→ Data to use
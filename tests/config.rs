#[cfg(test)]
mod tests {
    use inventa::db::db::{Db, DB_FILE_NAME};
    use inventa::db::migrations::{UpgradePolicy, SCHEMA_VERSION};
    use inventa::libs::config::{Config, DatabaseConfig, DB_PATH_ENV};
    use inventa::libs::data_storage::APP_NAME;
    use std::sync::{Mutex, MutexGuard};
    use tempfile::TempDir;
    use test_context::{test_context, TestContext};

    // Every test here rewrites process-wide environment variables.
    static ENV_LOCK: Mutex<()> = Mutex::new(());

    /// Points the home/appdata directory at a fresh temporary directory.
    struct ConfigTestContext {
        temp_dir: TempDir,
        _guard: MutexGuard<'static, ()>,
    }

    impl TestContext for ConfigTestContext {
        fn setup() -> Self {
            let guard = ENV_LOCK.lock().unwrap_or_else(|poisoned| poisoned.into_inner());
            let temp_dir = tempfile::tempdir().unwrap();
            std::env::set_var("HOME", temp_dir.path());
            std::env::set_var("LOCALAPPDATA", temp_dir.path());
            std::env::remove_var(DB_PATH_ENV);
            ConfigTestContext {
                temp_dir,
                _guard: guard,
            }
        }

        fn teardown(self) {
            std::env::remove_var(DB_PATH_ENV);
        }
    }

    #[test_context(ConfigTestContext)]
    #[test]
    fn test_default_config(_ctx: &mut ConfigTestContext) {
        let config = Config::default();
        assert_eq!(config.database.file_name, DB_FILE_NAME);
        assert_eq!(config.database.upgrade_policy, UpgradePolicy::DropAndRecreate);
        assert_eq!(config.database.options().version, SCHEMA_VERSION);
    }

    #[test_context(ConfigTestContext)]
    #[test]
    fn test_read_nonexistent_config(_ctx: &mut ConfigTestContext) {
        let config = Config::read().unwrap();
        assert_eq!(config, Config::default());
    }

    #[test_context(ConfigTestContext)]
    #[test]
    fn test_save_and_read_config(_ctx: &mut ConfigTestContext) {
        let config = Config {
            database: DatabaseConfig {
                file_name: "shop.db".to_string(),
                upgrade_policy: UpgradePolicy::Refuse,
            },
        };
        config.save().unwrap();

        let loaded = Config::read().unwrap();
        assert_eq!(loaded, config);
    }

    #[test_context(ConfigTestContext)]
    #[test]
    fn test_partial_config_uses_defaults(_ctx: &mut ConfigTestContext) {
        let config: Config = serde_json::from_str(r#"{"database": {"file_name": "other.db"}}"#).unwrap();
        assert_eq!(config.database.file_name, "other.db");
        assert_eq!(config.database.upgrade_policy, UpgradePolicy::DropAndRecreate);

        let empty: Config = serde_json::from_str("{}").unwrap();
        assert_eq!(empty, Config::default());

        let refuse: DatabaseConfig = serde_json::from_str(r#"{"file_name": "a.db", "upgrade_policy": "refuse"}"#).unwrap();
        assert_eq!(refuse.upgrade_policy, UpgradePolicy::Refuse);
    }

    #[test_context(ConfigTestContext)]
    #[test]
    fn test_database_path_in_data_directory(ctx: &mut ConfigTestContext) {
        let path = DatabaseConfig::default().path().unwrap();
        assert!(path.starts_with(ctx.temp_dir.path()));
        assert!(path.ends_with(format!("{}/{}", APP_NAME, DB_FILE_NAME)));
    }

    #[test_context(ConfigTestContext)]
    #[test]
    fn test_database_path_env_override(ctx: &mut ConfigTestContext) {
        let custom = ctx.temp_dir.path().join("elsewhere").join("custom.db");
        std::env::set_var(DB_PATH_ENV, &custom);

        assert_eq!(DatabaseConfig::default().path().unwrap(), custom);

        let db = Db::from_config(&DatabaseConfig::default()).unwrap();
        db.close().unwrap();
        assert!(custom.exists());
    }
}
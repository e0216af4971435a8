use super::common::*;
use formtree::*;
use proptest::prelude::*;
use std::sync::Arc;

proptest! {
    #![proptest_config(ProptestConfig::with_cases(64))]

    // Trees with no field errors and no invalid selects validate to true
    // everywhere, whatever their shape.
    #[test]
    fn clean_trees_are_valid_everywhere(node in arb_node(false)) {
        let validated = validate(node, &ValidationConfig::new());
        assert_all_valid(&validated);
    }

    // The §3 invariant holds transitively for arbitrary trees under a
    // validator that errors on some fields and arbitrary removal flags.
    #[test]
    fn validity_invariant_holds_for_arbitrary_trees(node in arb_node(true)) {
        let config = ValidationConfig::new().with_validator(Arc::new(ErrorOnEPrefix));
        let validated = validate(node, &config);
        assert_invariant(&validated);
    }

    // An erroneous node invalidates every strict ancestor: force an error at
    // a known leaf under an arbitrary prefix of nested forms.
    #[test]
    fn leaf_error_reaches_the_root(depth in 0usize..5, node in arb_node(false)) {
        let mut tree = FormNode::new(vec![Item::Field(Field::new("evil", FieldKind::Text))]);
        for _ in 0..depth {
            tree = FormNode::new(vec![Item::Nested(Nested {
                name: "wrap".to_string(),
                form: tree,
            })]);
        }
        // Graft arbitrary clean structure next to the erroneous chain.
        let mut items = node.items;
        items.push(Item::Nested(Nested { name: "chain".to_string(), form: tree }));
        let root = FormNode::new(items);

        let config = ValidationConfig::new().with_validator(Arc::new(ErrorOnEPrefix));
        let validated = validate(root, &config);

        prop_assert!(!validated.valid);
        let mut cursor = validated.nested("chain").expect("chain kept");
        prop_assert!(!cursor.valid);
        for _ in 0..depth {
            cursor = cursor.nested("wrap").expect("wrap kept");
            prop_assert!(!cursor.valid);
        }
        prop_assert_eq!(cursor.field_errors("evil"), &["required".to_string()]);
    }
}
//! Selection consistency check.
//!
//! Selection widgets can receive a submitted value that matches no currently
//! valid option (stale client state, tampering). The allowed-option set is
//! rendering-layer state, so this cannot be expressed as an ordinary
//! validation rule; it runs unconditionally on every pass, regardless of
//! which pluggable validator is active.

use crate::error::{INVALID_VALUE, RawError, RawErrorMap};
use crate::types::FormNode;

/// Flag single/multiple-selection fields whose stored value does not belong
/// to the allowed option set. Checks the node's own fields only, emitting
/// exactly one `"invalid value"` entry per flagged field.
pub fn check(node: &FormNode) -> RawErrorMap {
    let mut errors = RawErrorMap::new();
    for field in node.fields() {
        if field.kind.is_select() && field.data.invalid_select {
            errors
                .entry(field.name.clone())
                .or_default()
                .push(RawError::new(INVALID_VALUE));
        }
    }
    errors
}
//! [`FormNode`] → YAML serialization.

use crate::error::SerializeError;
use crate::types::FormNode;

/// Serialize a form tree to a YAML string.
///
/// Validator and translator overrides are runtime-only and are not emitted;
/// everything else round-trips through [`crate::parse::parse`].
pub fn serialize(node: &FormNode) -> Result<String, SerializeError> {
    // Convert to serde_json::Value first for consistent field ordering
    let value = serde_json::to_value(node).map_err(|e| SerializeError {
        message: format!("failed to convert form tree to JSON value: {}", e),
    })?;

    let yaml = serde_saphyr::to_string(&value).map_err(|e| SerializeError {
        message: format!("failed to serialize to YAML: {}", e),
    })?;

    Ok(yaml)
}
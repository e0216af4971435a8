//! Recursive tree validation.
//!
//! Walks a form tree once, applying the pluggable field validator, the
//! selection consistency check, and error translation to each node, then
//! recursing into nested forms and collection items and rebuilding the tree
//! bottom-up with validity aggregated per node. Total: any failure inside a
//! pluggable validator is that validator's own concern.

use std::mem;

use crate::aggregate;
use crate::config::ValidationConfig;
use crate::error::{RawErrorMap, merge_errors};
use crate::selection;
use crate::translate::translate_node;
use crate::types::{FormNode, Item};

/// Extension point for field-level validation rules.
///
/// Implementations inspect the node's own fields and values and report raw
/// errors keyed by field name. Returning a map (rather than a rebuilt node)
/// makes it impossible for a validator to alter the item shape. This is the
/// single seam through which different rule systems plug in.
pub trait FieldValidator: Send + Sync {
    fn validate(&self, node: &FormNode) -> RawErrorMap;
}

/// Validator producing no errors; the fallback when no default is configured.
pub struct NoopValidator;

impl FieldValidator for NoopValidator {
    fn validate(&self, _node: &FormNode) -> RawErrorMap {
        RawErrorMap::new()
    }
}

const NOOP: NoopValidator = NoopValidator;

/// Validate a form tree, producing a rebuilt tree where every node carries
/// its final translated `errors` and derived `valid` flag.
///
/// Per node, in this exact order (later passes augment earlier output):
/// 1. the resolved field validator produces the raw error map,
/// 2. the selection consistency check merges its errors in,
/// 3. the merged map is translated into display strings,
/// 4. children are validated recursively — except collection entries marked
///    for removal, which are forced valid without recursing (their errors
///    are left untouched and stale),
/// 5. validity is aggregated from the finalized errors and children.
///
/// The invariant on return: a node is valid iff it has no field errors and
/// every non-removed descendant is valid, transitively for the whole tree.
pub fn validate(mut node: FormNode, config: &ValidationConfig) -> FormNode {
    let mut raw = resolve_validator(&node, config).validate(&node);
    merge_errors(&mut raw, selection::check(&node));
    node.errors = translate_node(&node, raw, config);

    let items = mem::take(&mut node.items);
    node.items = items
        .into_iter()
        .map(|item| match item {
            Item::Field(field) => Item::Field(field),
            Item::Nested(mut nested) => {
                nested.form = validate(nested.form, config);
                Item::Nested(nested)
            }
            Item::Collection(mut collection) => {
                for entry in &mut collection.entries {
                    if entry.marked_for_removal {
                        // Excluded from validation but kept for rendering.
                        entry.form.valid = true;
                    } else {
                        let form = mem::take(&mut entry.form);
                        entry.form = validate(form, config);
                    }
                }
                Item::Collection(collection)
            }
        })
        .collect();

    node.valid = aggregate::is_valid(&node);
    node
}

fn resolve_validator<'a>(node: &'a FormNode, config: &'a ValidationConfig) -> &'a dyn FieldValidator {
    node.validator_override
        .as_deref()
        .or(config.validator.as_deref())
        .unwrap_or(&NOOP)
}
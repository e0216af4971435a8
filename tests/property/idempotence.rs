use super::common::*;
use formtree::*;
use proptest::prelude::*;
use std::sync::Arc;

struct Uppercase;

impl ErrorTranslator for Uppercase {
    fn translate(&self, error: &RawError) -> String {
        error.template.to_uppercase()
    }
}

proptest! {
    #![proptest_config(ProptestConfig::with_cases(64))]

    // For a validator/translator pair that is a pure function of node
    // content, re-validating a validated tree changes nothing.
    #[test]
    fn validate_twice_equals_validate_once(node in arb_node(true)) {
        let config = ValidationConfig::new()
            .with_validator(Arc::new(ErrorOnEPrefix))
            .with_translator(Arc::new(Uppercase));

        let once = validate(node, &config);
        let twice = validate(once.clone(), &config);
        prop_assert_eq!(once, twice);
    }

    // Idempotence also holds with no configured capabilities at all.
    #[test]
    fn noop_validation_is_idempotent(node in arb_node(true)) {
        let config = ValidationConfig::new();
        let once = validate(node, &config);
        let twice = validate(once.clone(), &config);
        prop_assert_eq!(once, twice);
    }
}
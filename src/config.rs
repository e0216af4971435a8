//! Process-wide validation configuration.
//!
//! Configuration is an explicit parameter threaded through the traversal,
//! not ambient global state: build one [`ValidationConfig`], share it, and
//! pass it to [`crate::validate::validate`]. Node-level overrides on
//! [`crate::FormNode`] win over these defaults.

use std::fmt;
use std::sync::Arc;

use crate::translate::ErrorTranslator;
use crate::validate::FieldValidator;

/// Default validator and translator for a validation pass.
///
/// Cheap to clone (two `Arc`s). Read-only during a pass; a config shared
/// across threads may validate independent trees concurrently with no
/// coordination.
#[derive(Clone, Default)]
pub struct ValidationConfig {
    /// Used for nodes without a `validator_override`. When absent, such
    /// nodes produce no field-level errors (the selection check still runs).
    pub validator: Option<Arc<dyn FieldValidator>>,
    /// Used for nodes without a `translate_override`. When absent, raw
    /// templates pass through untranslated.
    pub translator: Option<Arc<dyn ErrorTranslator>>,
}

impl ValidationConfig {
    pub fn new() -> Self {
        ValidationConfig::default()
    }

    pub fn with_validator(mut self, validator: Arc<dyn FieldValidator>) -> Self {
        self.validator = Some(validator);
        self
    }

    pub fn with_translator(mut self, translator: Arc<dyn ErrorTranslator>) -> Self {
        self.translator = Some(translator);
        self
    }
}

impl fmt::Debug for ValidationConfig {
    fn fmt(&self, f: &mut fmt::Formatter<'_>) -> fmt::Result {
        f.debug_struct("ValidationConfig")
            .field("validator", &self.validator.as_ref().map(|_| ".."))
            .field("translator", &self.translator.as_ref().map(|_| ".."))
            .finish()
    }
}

→ Exercise requirements
Look back at the entries above and repeat, unchanged, every line from the line holding "pass through untranslated." through the line holding "pub fn with_validator(mut".

→ Output of the task
    /// templates pass through untranslated.
    pub translator: Option<Arc<dyn ErrorTranslator>>,
}

impl ValidationConfig {
    pub fn new() -> Self {
        ValidationConfig::default()
    }

    pub fn with_validator(mut self, validator: Arc<dyn FieldValidator>) -> Self {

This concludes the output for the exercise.